1. ASGE Standards of Practice Committee, Ikenberry SO, Jue TL, Anderson MA, et al: Management of ingested foreign bodies and food impactions. Gastrointest Endosc 73:1085–1091, 2011. doi: 10.1016/j.gie.2010.11.010
2. Jaan A, Mulita F. Gastrointestinal Foreign Body. [Updated 2023 Mar 14]. In: StatPearls [Internet]. Treasure Island (FL): StatPearls Publishing; 2023 Jan-. Available from: https://www.ncbi.nlm.nih. gov/books/NBK562203/
3. Gatto A, Capossela L, Ferretti S, Orlandi M, Pansini V, Curatola A, Chiaretti A. Foreign Body Ingestion in Children: Epidemiological, Clinical Features and Outcome in a Third Level Emergency Department. Children (Basel). 2021 Dec 15; 8(12):1182. doi: 10.3390/ children8121182. PMID: 34943378; PMCID: PMC8700598.

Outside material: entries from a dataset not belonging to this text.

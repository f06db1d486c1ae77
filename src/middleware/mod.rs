pub mod auth;
pub mod response;
use std::{fmt, path::PathBuf};

use crate::{
    errors::Warning,
    geo::EnrichOutcome,
    models::date_range::DateRange,
    pipeline::stage::PipelineStage,
    store::MergeReport,
};

/// Outcome of a successful `run`.
#[derive(Debug, Clone, PartialEq)]
pub struct RunReport {
    pub range: DateRange,
    /// Every stage entered, in order, ending with `Done`.
    pub stages: Vec<PipelineStage>,
    pub events_fetched: usize,
    pub occurrences_flattened: usize,
    /// Fresh rows removed by the retention cutoff during cleaning.
    pub dropped_by_retention: usize,
    pub enrichment: EnrichOutcome,
    pub merge: MergeReport,
    pub raw_archive: Option<PathBuf>,
    pub warnings: Vec<Warning>,
}

impl RunReport {
    pub fn final_stage(&self) -> PipelineStage {
        self.stages.last().copied().unwrap_or(PipelineStage::Idle)
    }
}

impl fmt::Display for RunReport {
    fn fmt(&self, f: &mut fmt::Formatter<'_>) -> fmt::Result {
        writeln!(f, "Run {} finished in stage {}", self.range, self.final_stage())?;
        writeln!(
            f,
            "fetched {} events, {} occurrences ({} before cutoff)",
            self.events_fetched, self.occurrences_flattened, self.dropped_by_retention
        )?;
        writeln!(
            f,
            "enriched {} rows over {} distinct points ({} resolved)",
            self.enrichment.rows, self.enrichment.distinct_points, self.enrichment.resolved_points
        )?;
        if let Some(path) = &self.raw_archive {
            writeln!(f, "raw payload archived to {}", path.display())?;
        }
        writeln!(f)?;
        write!(f, "{}", self.merge)?;
        if !self.warnings.is_empty() {
            writeln!(f)?;
            writeln!(f, "{} warning(s):", self.warnings.len())?;
            for warning in &self.warnings {
                writeln!(f, "  {warning}")?;
            }
        }
        Ok(())
    }
}

/// Outcome of an `enrich` backfill over the persisted tables.
#[derive(Debug, Clone, PartialEq)]
pub struct BackfillReport {
    pub enrichment: EnrichOutcome,
    pub occurrences: usize,
    pub events: usize,
    pub warnings: Vec<Warning>,
}

impl fmt::Display for BackfillReport {
    fn fmt(&self, f: &mut fmt::Formatter<'_>) -> fmt::Result {
        writeln!(
            f,
            "enriched {} of {} occurrences ({} distinct points, {} resolved); {} events rewritten",
            self.enrichment.rows,
            self.occurrences,
            self.enrichment.distinct_points,
            self.enrichment.resolved_points,
            self.events
        )?;
        for warning in &self.warnings {
            writeln!(f, "  {warning}")?;
        }
        Ok(())
    }
}
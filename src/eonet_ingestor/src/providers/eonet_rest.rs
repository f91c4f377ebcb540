pub mod params;
pub mod provider;
pub mod response;

pub use provider::EonetProvider;
//! Parameters of one events pull.

use serde::{Deserialize, Serialize};

use crate::models::date_range::DateRange;

/// Lifecycle filter understood by the events API.
#[derive(Clone, Copy, Debug, Default, PartialEq, Eq, Serialize, Deserialize)]
#[serde(rename_all = "lowercase")]
pub enum EventStatus {
    Open,
    Closed,
    #[default]
    All,
}

impl EventStatus {
    pub fn as_str(&self) -> &'static str {
        match self {
            EventStatus::Open => "open",
            EventStatus::Closed => "closed",
            EventStatus::All => "all",
        }
    }
}

/// What to fetch. Only `range` is required by the API.
#[derive(Clone, Debug, PartialEq)]
pub struct EventsRequest {
    pub range: DateRange,
    pub status: Option<EventStatus>,
    pub limit: Option<u32>,
    /// Category ids, e.g. `wildfires`, `severeStorms`.
    pub categories: Vec<String>,
}

impl EventsRequest {
    pub fn for_range(range: DateRange) -> Self {
        Self {
            range,
            status: None,
            limit: None,
            categories: Vec::new(),
        }
    }
}
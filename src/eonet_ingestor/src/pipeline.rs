//! Sequences one ingestion run: fetch, flatten, clean, enrich, merge, persist.
//!
//! Only two failures stop a run: the fetch (nothing is written) and the
//! persisted tables (unreadable on merge, unwritable on persist). Everything
//! else degrades and is recorded as a [`Warning`] in the [`RunReport`].

pub mod report;
pub mod stage;

use std::{path::PathBuf, sync::Arc};

use tracing::{error, info, warn};

use crate::{
    errors::{PipelineError, StoreError, Warning},
    geo::{EnrichMode, EnrichOptions, ReverseGeocoder, enrich_occurrences},
    io::write_raw_archive,
    models::{date_range::DateRange, events_request::EventsRequest},
    providers::EventProvider,
    store::{
        MergeOptions, TableStore, Tables, first_occurrence::apply_first_occurrences,
        merge::retain_since, merge_tables,
    },
    transform::flatten_events,
};

pub use report::{BackfillReport, RunReport};
pub use stage::PipelineStage;

/// Request fields that do not change between runs.
#[derive(Debug, Clone, Default, PartialEq)]
pub struct RequestTemplate {
    pub status: Option<crate::models::events_request::EventStatus>,
    pub limit: Option<u32>,
    pub categories: Vec<String>,
}

impl RequestTemplate {
    pub fn for_range(&self, range: DateRange) -> EventsRequest {
        EventsRequest {
            range,
            status: self.status,
            limit: self.limit,
            categories: self.categories.clone(),
        }
    }
}

#[derive(Debug, Clone)]
pub struct PipelineOptions {
    pub request: RequestTemplate,
    pub merge: MergeOptions,
    pub enrich: EnrichOptions,
    pub raw_dir: Option<PathBuf>,
}

/// Records stage transitions and logs them.
struct StageTracker {
    visited: Vec<PipelineStage>,
}

impl StageTracker {
    fn new() -> Self {
        Self {
            visited: vec![PipelineStage::Idle],
        }
    }

    fn current(&self) -> PipelineStage {
        self.visited.last().copied().unwrap_or(PipelineStage::Idle)
    }

    fn advance(&mut self) -> PipelineStage {
        let next = self.current().next();
        info!(stage = %next, "Entering stage");
        self.visited.push(next);
        next
    }

    fn fail(&mut self, err: &PipelineError) {
        error!(stage = %err.stage(), error = %err, "Pipeline failed");
        self.visited.push(PipelineStage::Failed);
    }

    fn store_err(&self, source: StoreError) -> PipelineError {
        PipelineError::Store {
            stage: self.current(),
            source,
        }
    }
}

pub struct Pipeline {
    provider: Arc<dyn EventProvider>,
    geocoder: Arc<dyn ReverseGeocoder>,
    store: TableStore,
    options: PipelineOptions,
}

impl Pipeline {
    pub fn new(
        provider: Arc<dyn EventProvider>,
        geocoder: Arc<dyn ReverseGeocoder>,
        store: TableStore,
        options: PipelineOptions,
    ) -> Self {
        Self {
            provider,
            geocoder,
            store,
            options,
        }
    }

    pub fn store(&self) -> &TableStore {
        &self.store
    }

    /// Ingests `range` into the persisted tables.
    pub async fn run(&self, range: DateRange) -> Result<RunReport, PipelineError> {
        let mut tracker = StageTracker::new();
        info!(%range, "Starting ingestion run");
        match self.run_stages(range, &mut tracker).await {
            Ok(mut report) => {
                report.stages = tracker.visited;
                info!(
                    %range,
                    events = report.merge.events_out,
                    occurrences = report.merge.occurrences_out,
                    warnings = report.warnings.len(),
                    "Ingestion run complete"
                );
                Ok(report)
            }
            Err(err) => {
                tracker.fail(&err);
                Err(err)
            }
        }
    }

    async fn run_stages(
        &self,
        range: DateRange,
        tracker: &mut StageTracker,
    ) -> Result<RunReport, PipelineError> {
        tracker.advance(); // Extracting
        let request = self.options.request.for_range(range);
        let payload = self.provider.fetch_events(&request).await?;

        tracker.advance(); // Flattening
        let flat = flatten_events(&payload);
        let mut warnings = flat.warnings;
        let events_fetched = flat.events.len();
        let occurrences_flattened = flat.occurrences.len();
        let mut fresh = Tables {
            events: flat.events,
            occurrences: flat.occurrences,
        };

        tracker.advance(); // Cleaning
        let dropped_by_retention = retain_since(&mut fresh.occurrences, self.options.merge.cutoff);

        tracker.advance(); // Enriching
        let enrich = EnrichOptions {
            mode: EnrichMode::All,
            ..self.options.enrich.clone()
        };
        let enrichment = enrich_occurrences(&mut fresh.occurrences, self.geocoder.as_ref(), &enrich).await;
        if let Some(reason) = &enrichment.unavailable {
            warnings.push(Warning::EnrichmentUnavailable {
                reason: reason.clone(),
            });
        }

        tracker.advance(); // Merging
        let existing = self.store.load().map_err(|e| tracker.store_err(e))?;
        let (events, occurrences, merge) = merge_tables(
            (existing.events, existing.occurrences),
            (fresh.events, fresh.occurrences),
            &self.options.merge,
        );
        let merged = Tables { events, occurrences };

        tracker.advance(); // Persisting
        self.store.save(&merged).map_err(|e| tracker.store_err(e))?;
        let raw_archive = match &self.options.raw_dir {
            Some(dir) => Some(write_raw_archive(dir, &range, &payload).map_err(|e| tracker.store_err(e))?),
            None => None,
        };

        tracker.advance(); // Done
        for warning in &warnings {
            warn!(%warning, "Run completed with warning");
        }

        Ok(RunReport {
            range,
            stages: Vec::new(),
            events_fetched,
            occurrences_flattened,
            dropped_by_retention,
            enrichment,
            merge,
            raw_archive,
            warnings,
        })
    }

    /// Enriches persisted occurrences that still lack region and country,
    /// refreshes the events' first-occurrence fields and rewrites both tables.
    pub async fn backfill(&self) -> Result<BackfillReport, PipelineError> {
        let store_err = |stage, source| PipelineError::Store { stage, source };

        let mut tables = self
            .store
            .load()
            .map_err(|e| store_err(PipelineStage::Merging, e))?;

        let options = EnrichOptions {
            mode: EnrichMode::MissingOnly,
            ..self.options.enrich.clone()
        };
        let enrichment = enrich_occurrences(&mut tables.occurrences, self.geocoder.as_ref(), &options).await;
        let warnings: Vec<Warning> = enrichment
            .unavailable
            .iter()
            .map(|reason| Warning::EnrichmentUnavailable {
                reason: reason.clone(),
            })
            .collect();

        apply_first_occurrences(&mut tables.events, &tables.occurrences);
        self.store
            .save(&tables)
            .map_err(|e| store_err(PipelineStage::Persisting, e))?;

        info!(
            rows = enrichment.rows,
            resolved = enrichment.resolved_points,
            "Backfilled enrichment"
        );
        Ok(BackfillReport {
            enrichment,
            occurrences: tables.occurrences.len(),
            events: tables.events.len(),
            warnings,
        })
    }
}
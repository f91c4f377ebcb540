//! Geographic enrichment: continent heuristic, country names and reverse geocoding.

pub mod continent;
pub mod countries;
pub mod enrich;
pub mod geocoder;
pub mod geonames;

pub use enrich::{EnrichMode, EnrichOptions, EnrichOutcome, enrich_occurrences};
pub use geocoder::{GeocodeError, Place, ReverseGeocoder};
pub use geonames::GeoNamesGeocoder;
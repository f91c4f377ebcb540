use std::fmt;

use serde::Serialize;

/// Where a run is. Advances strictly in declaration order; `Failed` can follow any stage.
#[derive(Debug, Clone, Copy, PartialEq, Eq, Hash, Serialize)]
pub enum PipelineStage {
    Idle,
    Extracting,
    Flattening,
    Cleaning,
    Enriching,
    Merging,
    Persisting,
    Done,
    Failed,
}

impl PipelineStage {
    pub fn as_str(&self) -> &'static str {
        match self {
            PipelineStage::Idle => "Idle",
            PipelineStage::Extracting => "Extracting",
            PipelineStage::Flattening => "Flattening",
            PipelineStage::Cleaning => "Cleaning",
            PipelineStage::Enriching => "Enriching",
            PipelineStage::Merging => "Merging",
            PipelineStage::Persisting => "Persisting",
            PipelineStage::Done => "Done",
            PipelineStage::Failed => "Failed",
        }
    }

    /// The stage after this one on the success path. Terminal stages map to themselves.
    pub fn next(&self) -> PipelineStage {
        match self {
            PipelineStage::Idle => PipelineStage::Extracting,
            PipelineStage::Extracting => PipelineStage::Flattening,
            PipelineStage::Flattening => PipelineStage::Cleaning,
            PipelineStage::Cleaning => PipelineStage::Enriching,
            PipelineStage::Enriching => PipelineStage::Merging,
            PipelineStage::Merging => PipelineStage::Persisting,
            PipelineStage::Persisting => PipelineStage::Done,
            PipelineStage::Done => PipelineStage::Done,
            PipelineStage::Failed => PipelineStage::Failed,
        }
    }

    pub fn is_terminal(&self) -> bool {
        matches!(self, PipelineStage::Done | PipelineStage::Failed)
    }
}

impl fmt::Display for PipelineStage {
    fn fmt(&self, f: &mut fmt::Formatter<'_>) -> fmt::Result {
        f.write_str(self.as_str())
    }
}
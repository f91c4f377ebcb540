use std::str::FromStr;

use thiserror::Error;

/// An environment variable is set but its value cannot be parsed.
#[derive(Debug, Error)]
#[error("Invalid value for environment variable {name}: {value:?}")]
pub struct InvalidEnvVarError {
    pub name: String,
    pub value: String,
}

/// Reads an optional override. Unset and blank values both yield `None`.
pub fn env_override(name: &str) -> Option<String> {
    std::env::var(name)
        .ok()
        .map(|v| v.trim().to_string())
        .filter(|v| !v.is_empty())
}

/// Reads an optional override and parses it into `T`.
pub fn parse_env_override<T: FromStr>(name: &str) -> Result<Option<T>, InvalidEnvVarError> {
    match env_override(name) {
        None => Ok(None),
        Some(value) => value.parse::<T>().map(Some).map_err(|_| InvalidEnvVarError {
            name: name.to_string(),
            value,
        }),
    }
}

#[cfg(test)]
mod tests {
    use super::*;
    use serial_test::serial;

    // SAFETY (for the unsafe env calls below): tests touching the process
    // environment are serialized.

    #[test]
    #[serial]
    fn unset_override_is_none() {
        unsafe { std::env::remove_var("SHARED_UTILS_TEST_MISSING") };
        assert_eq!(env_override("SHARED_UTILS_TEST_MISSING"), None);
    }

    #[test]
    #[serial]
    fn blank_override_is_ignored() {
        unsafe { std::env::set_var("SHARED_UTILS_TEST_BLANK", "   ") };
        assert_eq!(env_override("SHARED_UTILS_TEST_BLANK"), None);
        unsafe { std::env::remove_var("SHARED_UTILS_TEST_BLANK") };
    }

    #[test]
    #[serial]
    fn parses_numeric_override() {
        unsafe { std::env::set_var("SHARED_UTILS_TEST_NUM", " 42 ") };
        let got: Option<u64> = parse_env_override("SHARED_UTILS_TEST_NUM").unwrap();
        assert_eq!(got, Some(42));

        unsafe { std::env::set_var("SHARED_UTILS_TEST_NUM", "forty-two") };
        let err = parse_env_override::<u64>("SHARED_UTILS_TEST_NUM").unwrap_err();
        assert_eq!(err.name, "SHARED_UTILS_TEST_NUM");
        unsafe { std::env::remove_var("SHARED_UTILS_TEST_NUM") };
    }
}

4. Law WL, Lo CY. Fishbone perforation of the small bowel: laparoscopic diagnosis and laparoscopically assisted management. Surg Laparosc Endosc Percutan Tech. 2003 Dec;13(6): 392-3. doi: 10.1097/00129689-200312000-00010. PMID: 14712103.
5. Sarici IS, Topuz O, Sevim Y, Sarigoz T, Ertan T, Karabıyık O, Koc A. Endoscopic Management of Colonic Perforation due to Ingestion of a Wooden Toothpick. Am J Case Rep. 2017 Jan 20;18:72-75. doi: 10.12659/ajcr.902004. PMID: 28104902; PMCID: PMC5270761.